- [Information supplied]

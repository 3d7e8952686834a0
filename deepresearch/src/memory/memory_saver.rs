//! In-memory checkpointer (MemorySaver). Not persistent; for dev and tests.

use std::collections::HashMap;
use std::sync::Arc;

use async_trait::async_trait;
use tokio::sync::RwLock;

use crate::memory::checkpoint::{Checkpoint, CheckpointListItem};
use crate::memory::checkpointer::{window, CheckpointError, Checkpointer};
use crate::memory::config::RunnableConfig;

/// In-memory checkpointer. Key: (thread_id, checkpoint_ns); each thread has a list of
/// checkpoints, newest last.
///
/// **Interaction**: Used as `Arc<dyn Checkpointer<S>>` in `StateGraph::compile_with_checkpointer`.
pub struct MemorySaver<S> {
    by_thread: Arc<RwLock<HashMap<String, Vec<Checkpoint<S>>>>>,
}

impl<S> MemorySaver<S>
where
    S: Clone + Send + Sync + 'static,
{
    pub fn new() -> Self {
        Self {
            by_thread: Arc::new(RwLock::new(HashMap::new())),
        }
    }

    fn thread_key(config: &RunnableConfig) -> Result<String, CheckpointError> {
        let thread_id = config
            .thread_id
            .as_deref()
            .ok_or(CheckpointError::ThreadIdRequired)?;
        Ok(format!("{}:{}", thread_id, config.checkpoint_ns))
    }
}

impl<S> Default for MemorySaver<S>
where
    S: Clone + Send + Sync + 'static,
{
    fn default() -> Self {
        Self::new()
    }
}

#[async_trait]
impl<S> Checkpointer<S> for MemorySaver<S>
where
    S: Clone + Send + Sync + 'static,
{
    async fn put(
        &self,
        config: &RunnableConfig,
        checkpoint: &Checkpoint<S>,
    ) -> Result<String, CheckpointError> {
        let key = Self::thread_key(config)?;
        let mut guard = self.by_thread.write().await;
        let list = guard.entry(key).or_default();
        list.retain(|cp| cp.id != checkpoint.id);
        list.push(checkpoint.clone());
        Ok(checkpoint.id.clone())
    }

    async fn get_tuple(
        &self,
        config: &RunnableConfig,
    ) -> Result<Option<Checkpoint<S>>, CheckpointError> {
        let key = Self::thread_key(config)?;
        let guard = self.by_thread.read().await;
        let Some(list) = guard.get(&key) else {
            return Ok(None);
        };
        Ok(match &config.checkpoint_id {
            Some(cid) => list.iter().find(|cp| &cp.id == cid).cloned(),
            None => list.last().cloned(),
        })
    }

    async fn list(
        &self,
        config: &RunnableConfig,
        limit: Option<usize>,
        before: Option<&str>,
        after: Option<&str>,
    ) -> Result<Vec<CheckpointListItem>, CheckpointError> {
        let key = Self::thread_key(config)?;
        let guard = self.by_thread.read().await;
        let items = guard
            .get(&key)
            .map(|list| {
                list.iter()
                    .map(|cp| CheckpointListItem {
                        checkpoint_id: cp.id.clone(),
                        metadata: cp.metadata.clone(),
                    })
                    .collect()
            })
            .unwrap_or_default();
        Ok(window(items, limit, before, after))
    }
}

#[cfg(test)]
mod tests {
    use super::*;
    use crate::memory::checkpoint::{CheckpointNext, CheckpointSource};

    fn cp(state: i32, step: i64) -> Checkpoint<i32> {
        Checkpoint::new(state, CheckpointNext::End, CheckpointSource::Loop, step, None)
    }

    /// **Scenario**: put without thread_id fails with ThreadIdRequired.
    #[tokio::test]
    async fn put_requires_thread_id() {
        let saver = MemorySaver::<i32>::new();
        let err = saver
            .put(&RunnableConfig::default(), &cp(1, 0))
            .await
            .unwrap_err();
        assert!(matches!(err, CheckpointError::ThreadIdRequired));
    }

    /// **Scenario**: get_tuple returns the latest by default and a specific one by id.
    #[tokio::test]
    async fn get_tuple_latest_and_by_id() {
        let saver = MemorySaver::<i32>::new();
        let config = RunnableConfig::for_thread("t1");
        let first = cp(1, 0);
        let second = cp(2, 1);
        saver.put(&config, &first).await.unwrap();
        saver.put(&config, &second).await.unwrap();

        let latest = saver.get_tuple(&config).await.unwrap().unwrap();
        assert_eq!(latest.state, 2);

        let by_id = saver
            .get_tuple(&config.clone().with_checkpoint(first.id.clone()))
            .await
            .unwrap()
            .unwrap();
        assert_eq!(by_id.state, 1);
    }

    /// **Scenario**: Threads are isolated; an unknown thread yields None and an empty list.
    #[tokio::test]
    async fn threads_are_isolated() {
        let saver = MemorySaver::<i32>::new();
        saver
            .put(&RunnableConfig::for_thread("a"), &cp(1, 0))
            .await
            .unwrap();
        let other = RunnableConfig::for_thread("b");
        assert!(saver.get_tuple(&other).await.unwrap().is_none());
        assert!(saver.list(&other, None, None, None).await.unwrap().is_empty());
    }

    /// **Scenario**: list returns checkpoints oldest first with their steps.
    #[tokio::test]
    async fn list_oldest_first() {
        let saver = MemorySaver::<i32>::new();
        let config = RunnableConfig::for_thread("t");
        for step in 0..3 {
            saver.put(&config, &cp(step as i32, step)).await.unwrap();
        }
        let list = saver.list(&config, None, None, None).await.unwrap();
        let steps: Vec<i64> = list.iter().map(|i| i.metadata.step).collect();
        assert_eq!(steps, vec![0, 1, 2]);
    }
}
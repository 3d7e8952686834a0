//! Findings aggregation (credibility filter, identity dedup, ranking) and the
//! compact digest handed to the gap analyzer.

use std::collections::{BTreeMap, HashMap};
use std::fmt::Write as _;

use super::model::Finding;

/// Findings below this credibility are dropped.
pub const MIN_CREDIBILITY: f64 = 0.5;

const DIGEST_PER_TOPIC: usize = 3;
const DIGEST_MAX: usize = 50;
const DIGEST_CLAIM_CHARS: usize = 200;
const DIGEST_SOURCE_CHARS: usize = 50;

#[derive(Debug, Clone, PartialEq, Eq, Hash)]
enum IdentityKey {
    Doi(String),
    Url(String),
    TitleAuthor(String, String),
}

fn identity_keys(finding: &Finding) -> Vec<IdentityKey> {
    let citation = &finding.citation;
    let mut keys = Vec::with_capacity(3);
    if let Some(doi) = citation.doi.as_deref().filter(|d| !d.is_empty()) {
        keys.push(IdentityKey::Doi(doi.to_string()));
    }
    if let Some(url) = citation.url.as_deref().filter(|u| !u.is_empty()) {
        keys.push(IdentityKey::Url(url.to_string()));
    }
    if let (Some(title), Some(author)) = (
        citation.title.as_deref().filter(|t| !t.is_empty()),
        citation.authors.first(),
    ) {
        keys.push(IdentityKey::TitleAuthor(title.to_string(), author.clone()));
    }
    keys
}

/// Derived view of the accumulated findings, used for reporting.
///
/// 1. drops findings with credibility below [`MIN_CREDIBILITY`];
/// 2. findings sharing a DOI, else a URL, else (title, first author) are one source;
///    the highest-credibility member is kept, ties keep the first encountered;
/// 3. sorts by credibility descending, stable.
///
/// A finding that matches several earlier sources merges them all into the earliest
/// one, rather than joining only the first key that matches, so that aggregation stays
/// idempotent: aggregating an aggregated list returns it unchanged.
pub fn aggregate(findings: &[Finding]) -> Vec<Finding> {
    let mut slots: Vec<Option<Finding>> = Vec::new();
    let mut index: HashMap<IdentityKey, usize> = HashMap::new();

    for finding in findings
        .iter()
        .filter(|f| f.credibility_score >= MIN_CREDIBILITY)
    {
        let keys = identity_keys(finding);
        let mut matched: Vec<usize> = keys.iter().filter_map(|k| index.get(k).copied()).collect();
        matched.sort_unstable();
        matched.dedup();

        let Some(&target) = matched.first() else {
            let slot = slots.len();
            slots.push(Some(finding.clone()));
            for key in keys {
                index.insert(key, slot);
            }
            continue;
        };

        // A finding can bridge two earlier sources (same DOI as one, same URL as
        // another); they collapse into the earliest slot.
        let mut best = slots[target].take();
        for &other in &matched[1..] {
            let candidate = slots[other].take();
            if better(&candidate, &best) {
                best = candidate;
            }
        }
        let incoming = Some(finding.clone());
        if better(&incoming, &best) {
            best = incoming;
        }
        slots[target] = best;
        for slot in index.values_mut() {
            if matched[1..].contains(slot) {
                *slot = target;
            }
        }
        for key in keys {
            index.insert(key, target);
        }
    }

    let mut kept: Vec<Finding> = slots.into_iter().flatten().collect();
    kept.sort_by(|a, b| {
        b.credibility_score
            .partial_cmp(&a.credibility_score)
            .unwrap_or(std::cmp::Ordering::Equal)
    });
    kept
}

fn better(candidate: &Option<Finding>, current: &Option<Finding>) -> bool {
    match (candidate, current) {
        (Some(c), Some(cur)) => c.credibility_score > cur.credibility_score,
        (Some(_), None) => true,
        (None, _) => false,
    }
}

fn truncate(s: &str, max: usize) -> String {
    if s.chars().count() <= max {
        return s.to_string();
    }
    let mut cut: String = s.chars().take(max).collect();
    cut.push_str("...");
    cut
}

/// Compact text view of the findings for the gap analyzer: grouped by topic, the
/// three most credible per topic, at most 50 lines.
pub fn findings_digest(findings: &[Finding]) -> String {
    if findings.is_empty() {
        return "No findings yet.".to_string();
    }

    let mut by_topic: BTreeMap<&str, Vec<&Finding>> = BTreeMap::new();
    for finding in findings {
        by_topic.entry(finding.topic.as_str()).or_default().push(finding);
    }

    let mut lines = Vec::new();
    let mut shown = 0;
    'topics: for (topic, group) in by_topic.iter_mut() {
        group.sort_by(|a, b| {
            b.credibility_score
                .partial_cmp(&a.credibility_score)
                .unwrap_or(std::cmp::Ordering::Equal)
        });
        lines.push(format!("\n## {} ({} findings)", topic, group.len()));
        for finding in group.iter().take(DIGEST_PER_TOPIC) {
            if shown >= DIGEST_MAX {
                break 'topics;
            }
            shown += 1;
            lines.push(format!(
                "- [{:.2}] {} (source: {})",
                finding.credibility_score,
                truncate(&finding.claim, DIGEST_CLAIM_CHARS),
                truncate(&finding.citation.source, DIGEST_SOURCE_CHARS),
            ));
        }
    }

    let mut out = String::new();
    let _ = write!(
        out,
        "=== FINDINGS SUMMARY ({} total, showing {}) ===",
        findings.len(),
        shown
    );
    for line in lines {
        out.push('\n');
        out.push_str(&line);
    }
    out
}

- [Task item] Restate word for word every line from the one containing "for (topic, group)" through the final line of the listing. Both end lines belong in the answer.

- [Reply to the task]
    'topics: for (topic, group) in by_topic.iter_mut() {
        group.sort_by(|a, b| {
            b.credibility_score
                .partial_cmp(&a.credibility_score)
                .unwrap_or(std::cmp::Ordering::Equal)
        });
        lines.push(format!("\n## {} ({} findings)", topic, group.len()));
        for finding in group.iter().take(DIGEST_PER_TOPIC) {
            if shown >= DIGEST_MAX {
                break 'topics;
            }
            shown += 1;
            lines.push(format!(
                "- [{:.2}] {} (source: {})",
                finding.credibility_score,
                truncate(&finding.claim, DIGEST_CLAIM_CHARS),
                truncate(&finding.citation.source, DIGEST_SOURCE_CHARS),
            ));
        }
    }

    let mut out = String::new();
    let _ = write!(
        out,
        "=== FINDINGS SUMMARY ({} total, showing {}) ===",
        findings.len(),
        shown
    );
    for line in lines {
        out.push('\n');
        out.push_str(&line);
    }
    out
}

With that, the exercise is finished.